L’ambiance est super et nous nous entendons très bien. Les chevaux sont très en forme, nous sommes contents d’avoir quatre chevaux qui sont techniquement au point et frais. En étant à Deauville, dans des installations magnifiques et où les chevaux sont au calme, nous sommes sereins. Mon époux devrait être en quarantaine avec l’équipe portugaise à Aix-la-Chapelle (Carlos Pinto est le premier réserviste avec Sultao Menezes, ndlr), mais comme il est mon entraîneur, il l’effectue ici avec son cheval. Nous avons des retours sur la situation là-bas, qui est un peu plus compliquée car il y a toujours sept ou huit chevaux ensemble sur la piste, dû aux nombres d’équipes qui ont choisi ce site pour leur quarantaine. Nous sommes, au contraire, préservés en étant ici. Nous pouvons nous occuper tranquillement de nos montures, Emmanuelle est là, ainsi que Stéphane (Fresnel, vétérinaire de l'équipe de France de dressage, ndlr), et un préparateur mental est arrivé il y a quarante-huit heures (interview réalisée vendredi 9 juillet, ndlr). Nous sommes très bien épaulés. Nous sommes notamment allés nous balader à la plage, et cette après-midi des jeux sont programmés avec Jean-Pascal (Cabrera, préparateur mental des équipes de France, ndlr), pour travailler la cohésion d’équipe. Tous les cavaliers remercient d’ailleurs la Fédération française d’équitation (FFE) et Emmanuelle. Je vois un peu ce qu’il se passe du côté de la fédération portugaise en termes d’organisation pour mon mari, il y a une aide qui n’a rien à voir avec ce qui a été mis en place pour nous. Notre fédération est là pour nous, et cela nous soulage de bien des formalités. Cela nous permet de nous concentrer uniquement sur notre cheval et ce que nous avons à faire dans les prochains temps.
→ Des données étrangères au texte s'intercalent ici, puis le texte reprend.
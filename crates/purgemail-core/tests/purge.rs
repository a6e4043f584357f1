//! Integration tests for listing, deletion and the purge pipeline.
//!
//! These tests use an in-memory mailbox in place of the Gmail API.

#![allow(clippy::unwrap_used)]

use std::num::NonZeroUsize;
use std::sync::Mutex;

use proptest::prelude::*;

use purgemail_core::{
    AbortStage, ApiError, Category, Confirm, Error, MAX_BATCH_DELETE, MailApi, MessageId,
    MessagePage, PurgeOptions, PurgeOutcome, chunk, delete_all, list_all, purge,
};

/// One scripted listing page, served when the request carries `cursor`.
struct Page {
    cursor: Option<&'static str>,
    ids: Vec<MessageId>,
    next: Option<&'static str>,
}

#[derive(Default)]
struct FakeMailbox {
    pages: Vec<Page>,
    fail_list_at: Option<&'static str>,
    revoked: bool,
    fail_delete_call: Option<usize>,
    list_calls: Mutex<Vec<(String, u32, Option<String>)>>,
    delete_calls: Mutex<Vec<(String, Vec<MessageId>)>>,
}

impl FakeMailbox {
    fn with_pages(pages: Vec<Page>) -> Self {
        Self {
            pages,
            ..Self::default()
        }
    }

    fn list_calls(&self) -> Vec<(String, u32, Option<String>)> {
        self.list_calls.lock().unwrap().clone()
    }

    fn delete_sizes(&self) -> Vec<usize> {
        self.delete_calls
            .lock()
            .unwrap()
            .iter()
            .map(|(_, ids)| ids.len())
            .collect()
    }
}

impl MailApi for FakeMailbox {
    async fn list_messages(
        &self,
        query: &str,
        max_results: u32,
        page_token: Option<&str>,
    ) -> Result<MessagePage, ApiError> {
        self.list_calls.lock().unwrap().push((
            query.to_string(),
            max_results,
            page_token.map(str::to_string),
        ));

        if self.revoked {
            return Err(ApiError::Auth(purgemail_oauth::Error::NoRefreshToken));
        }
        if page_token.is_some() && page_token == self.fail_list_at {
            return Err(ApiError::Status {
                status: 500,
                message: "Backend Error".into(),
            });
        }

        let page = self
            .pages
            .iter()
            .find(|p| p.cursor == page_token)
            .unwrap();
        Ok(MessagePage {
            ids: page.ids.clone(),
            next_page_token: page.next.map(str::to_string),
        })
    }

    async fn batch_delete(&self, user_id: &str, ids: &[MessageId]) -> Result<(), ApiError> {
        let mut calls = self.delete_calls.lock().unwrap();
        calls.push((user_id.to_string(), ids.to_vec()));

        if Some(calls.len()) == self.fail_delete_call {
            return Err(ApiError::Status {
                status: 429,
                message: "Rate Limit Exceeded".into(),
            });
        }
        Ok(())
    }
}

fn ids(names: &[&str]) -> Vec<MessageId> {
    names.iter().map(|n| MessageId::new(*n)).collect()
}

fn numbered(count: usize) -> Vec<MessageId> {
    (1..=count).map(|n| MessageId::new(format!("id{n}"))).collect()
}

fn two_pages() -> Vec<Page> {
    vec![
        Page {
            cursor: None,
            ids: ids(&["a", "b"]),
            next: Some("p2"),
        },
        Page {
            cursor: Some("p2"),
            ids: ids(&["c"]),
            next: Some(""),
        },
    ]
}

/// Answers confirmations from a script and records what was asked.
struct ScriptedConfirm {
    answers: Vec<bool>,
    asked: Vec<String>,
}

impl ScriptedConfirm {
    fn new(answers: &[bool]) -> Self {
        Self {
            answers: answers.iter().rev().copied().collect(),
            asked: Vec::new(),
        }
    }
}

impl Confirm for ScriptedConfirm {
    fn confirm_purge(&mut self, category: Category) -> bool {
        self.asked.push(format!("purge {category}"));
        self.answers.pop().unwrap()
    }

    fn confirm_delete(&mut self, category: Category, count: usize) -> bool {
        self.asked.push(format!("delete {count} from {category}"));
        self.answers.pop().unwrap()
    }
}

#[tokio::test]
async fn test_list_all_follows_cursor() {
    let mailbox = FakeMailbox::with_pages(two_pages());

    let found = list_all(&mailbox, "category:social", 500).await.unwrap();

    assert_eq!(found, ids(&["a", "b", "c"]));
    assert_eq!(
        mailbox.list_calls(),
        vec![
            ("category:social".to_string(), 500, None),
            ("category:social".to_string(), 500, Some("p2".to_string())),
        ]
    );
}

#[tokio::test]
async fn test_list_all_single_page_without_cursor() {
    let mailbox = FakeMailbox::with_pages(vec![Page {
        cursor: None,
        ids: ids(&["only"]),
        next: None,
    }]);

    let found = list_all(&mailbox, "category:forums", 500).await.unwrap();
    assert_eq!(found, ids(&["only"]));
    assert_eq!(mailbox.list_calls().len(), 1);
}

#[tokio::test]
async fn test_list_all_handles_many_pages() {
    let cursors: Vec<&'static str> = (0..2000)
        .map(|n| &*Box::leak(format!("c{n}").into_boxed_str()))
        .collect();
    let pages = (0..2000)
        .map(|n| Page {
            cursor: if n == 0 { None } else { Some(cursors[n - 1]) },
            ids: vec![MessageId::new(format!("m{n}"))],
            next: cursors.get(n).copied().filter(|_| n < 1999),
        })
        .collect();
    let mailbox = FakeMailbox::with_pages(pages);

    let found = list_all(&mailbox, "category:updates", 1).await.unwrap();
    assert_eq!(found.len(), 2000);
    assert_eq!(found[1999], MessageId::new("m1999"));
}

#[tokio::test]
async fn test_list_failure_on_second_page_aborts_before_deletion() {
    let mailbox = FakeMailbox {
        fail_list_at: Some("p2"),
        ..FakeMailbox::with_pages(two_pages())
    };

    let result = list_all(&mailbox, "category:social", 500).await;
    assert!(matches!(result, Err(Error::Listing(ApiError::Status { status: 500, .. }))));

    let mut confirm = ScriptedConfirm::new(&[true, true]);
    let result = purge(&mailbox, Category::Social, &mut confirm, &PurgeOptions::default()).await;

    assert!(matches!(result, Err(Error::Listing(_))));
    assert_eq!(confirm.asked, vec!["purge social"]);
    assert!(mailbox.delete_sizes().is_empty());
}

#[tokio::test]
async fn test_listing_without_token_is_an_authorization_failure() {
    let mailbox = FakeMailbox {
        revoked: true,
        ..FakeMailbox::with_pages(two_pages())
    };
    let mut confirm = ScriptedConfirm::new(&[true, true]);

    let result = purge(&mailbox, Category::Social, &mut confirm, &PurgeOptions::default()).await;

    let err = result.unwrap_err();
    assert!(matches!(
        err,
        Error::Authorization(purgemail_oauth::Error::NoRefreshToken)
    ));
    assert!(err.to_string().starts_with("Authorization failed"), "{err}");
    assert!(mailbox.delete_sizes().is_empty());
}

#[tokio::test]
async fn test_delete_all_issues_one_call_per_chunk() {
    let mailbox = FakeMailbox::default();
    let all = numbered(2500);

    let deleted = delete_all(&mailbox, "me", &chunk(&all, MAX_BATCH_DELETE))
        .await
        .unwrap();

    assert_eq!(deleted, 2500);
    assert_eq!(mailbox.delete_sizes(), vec![1000, 1000, 500]);

    let calls = mailbox.delete_calls.lock().unwrap();
    assert!(calls.iter().all(|(user, _)| user == "me"));
    assert_eq!(calls[0].1[0], MessageId::new("id1"));
    assert_eq!(calls[2].1[499], MessageId::new("id2500"));
}

#[tokio::test]
async fn test_delete_failure_stops_remaining_chunks() {
    let mailbox = FakeMailbox {
        fail_delete_call: Some(2),
        ..FakeMailbox::default()
    };
    let all = numbered(2500);

    let result = delete_all(&mailbox, "me", &chunk(&all, MAX_BATCH_DELETE)).await;

    match result {
        Err(Error::Deletion {
            deleted,
            total,
            chunks_done,
            chunks_total,
            source: ApiError::Status { status: 429, .. },
        }) => {
            assert_eq!(deleted, 1000);
            assert_eq!(total, 2500);
            assert_eq!(chunks_done, 1);
            assert_eq!(chunks_total, 3);
        }
        other => panic!("unexpected result: {other:?}"),
    }
    assert_eq!(mailbox.delete_sizes(), vec![1000, 1000]);
}

#[tokio::test]
async fn test_deletion_error_reports_progress() {
    let mailbox = FakeMailbox {
        fail_delete_call: Some(3),
        ..FakeMailbox::default()
    };
    let all = numbered(2500);

    let err = delete_all(&mailbox, "me", &chunk(&all, MAX_BATCH_DELETE))
        .await
        .unwrap_err();
    let message = err.to_string();

    assert!(message.contains("2000 of 2500 messages"), "{message}");
    assert!(message.contains("2 of 3 chunks"), "{message}");
}

#[tokio::test]
async fn test_purge_deletes_everything_listed() {
    let mailbox = FakeMailbox::with_pages(two_pages());
    let mut confirm = ScriptedConfirm::new(&[true, true]);
    let options = PurgeOptions {
        chunk_size: NonZeroUsize::new(2).unwrap(),
        ..PurgeOptions::default()
    };

    let outcome = purge(&mailbox, Category::Promotions, &mut confirm, &options)
        .await
        .unwrap();

    assert_eq!(outcome, PurgeOutcome::Deleted(3));
    assert_eq!(
        confirm.asked,
        vec!["purge promotions", "delete 3 from promotions"]
    );
    assert_eq!(mailbox.list_calls()[0].0, "category:promotions");
    assert_eq!(mailbox.delete_sizes(), vec![2, 1]);
}

#[tokio::test]
async fn test_purge_declined_before_listing() {
    let mailbox = FakeMailbox::with_pages(two_pages());
    let mut confirm = ScriptedConfirm::new(&[false]);

    let outcome = purge(&mailbox, Category::Social, &mut confirm, &PurgeOptions::default())
        .await
        .unwrap();

    assert_eq!(outcome, PurgeOutcome::Aborted(AbortStage::BeforeListing));
    assert!(mailbox.list_calls().is_empty());
}

#[tokio::test]
async fn test_purge_declined_before_deletion() {
    let mailbox = FakeMailbox::with_pages(two_pages());
    let mut confirm = ScriptedConfirm::new(&[true, false]);

    let outcome = purge(&mailbox, Category::Social, &mut confirm, &PurgeOptions::default())
        .await
        .unwrap();

    assert_eq!(outcome, PurgeOutcome::Aborted(AbortStage::BeforeDeletion));
    assert_eq!(mailbox.list_calls().len(), 2);
    assert!(mailbox.delete_sizes().is_empty());
}

#[tokio::test]
async fn test_purge_of_empty_category_skips_second_prompt() {
    let mailbox = FakeMailbox::with_pages(vec![Page {
        cursor: None,
        ids: Vec::new(),
        next: None,
    }]);
    let mut confirm = ScriptedConfirm::new(&[true]);

    let outcome = purge(&mailbox, Category::Forums, &mut confirm, &PurgeOptions::default())
        .await
        .unwrap();

    assert_eq!(outcome, PurgeOutcome::Empty);
    assert_eq!(confirm.asked.len(), 1);
    assert!(mailbox.delete_sizes().is_empty());
}

#[tokio::test]
async fn test_dry_run_never_deletes() {
    let mailbox = FakeMailbox::with_pages(two_pages());
    let mut confirm = ScriptedConfirm::new(&[true]);
    let options = PurgeOptions {
        dry_run: true,
        ..PurgeOptions::default()
    };

    let outcome = purge(&mailbox, Category::Updates, &mut confirm, &options)
        .await
        .unwrap();

    assert_eq!(outcome, PurgeOutcome::DryRun(3));
    assert!(mailbox.delete_sizes().is_empty());
}

proptest! {
    #[test]
    fn prop_deleted_ids_match_input_in_order(count in 0usize..3000, max in 1usize..1100) {
        let mailbox = FakeMailbox::default();
        let all = numbered(count);
        let chunks = chunk(&all, NonZeroUsize::new(max).unwrap());

        let deleted = tokio_test::block_on(delete_all(&mailbox, "me", &chunks)).unwrap();

        let calls = mailbox.delete_calls.lock().unwrap();
        let sent: Vec<MessageId> = calls.iter().flat_map(|(_, ids)| ids.clone()).collect();
        prop_assert_eq!(deleted, count);
        prop_assert_eq!(calls.len(), count.div_ceil(max));
        prop_assert_eq!(sent, all);
    }
}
Sur quoi mettez-vous l’accent pour vos derniers entraînements?
Nous sommes tous dans la même philosophie de travail ici. Nous faisons attention à ne pas trop travailler nos chevaux, en choisissant un ou deux exercices par jour, sans faire de grosses séances. L’objectif est de garder leur moral au beau fixe. Jan est arrivé hier et nous a observés ce matin. Nous échangeons tous ensemble, c’est top. Il nous laisse suivre le programme qu’ont nos chevaux habituellement avant de partir en concours.
Comment vous préparez-vous à votre rôle, essentiel, de remplaçante, qui peut vous faire entrer en jeu au dernier moment?
Je me prépare comme si j’allais prendre part aux épreuves. Nous devrons passer la visite vétérinaire comme les autres couples. Dans ma tête, je sais que je n’entrerai certainement pas en lice. D’un côté, j’aimerais courir, et de l’autre, je ne le souhaite pas pour les autres. Tout le monde mérite sa place. Malgré tout, je suis prête et je me concentre. Je ne serai pas frustrée si je ne participe pas, car je suis pleinement intégrée à l’équipe, il n’y a aucune différence ici.
Appréhendez-vous le voyage et le climat nippon?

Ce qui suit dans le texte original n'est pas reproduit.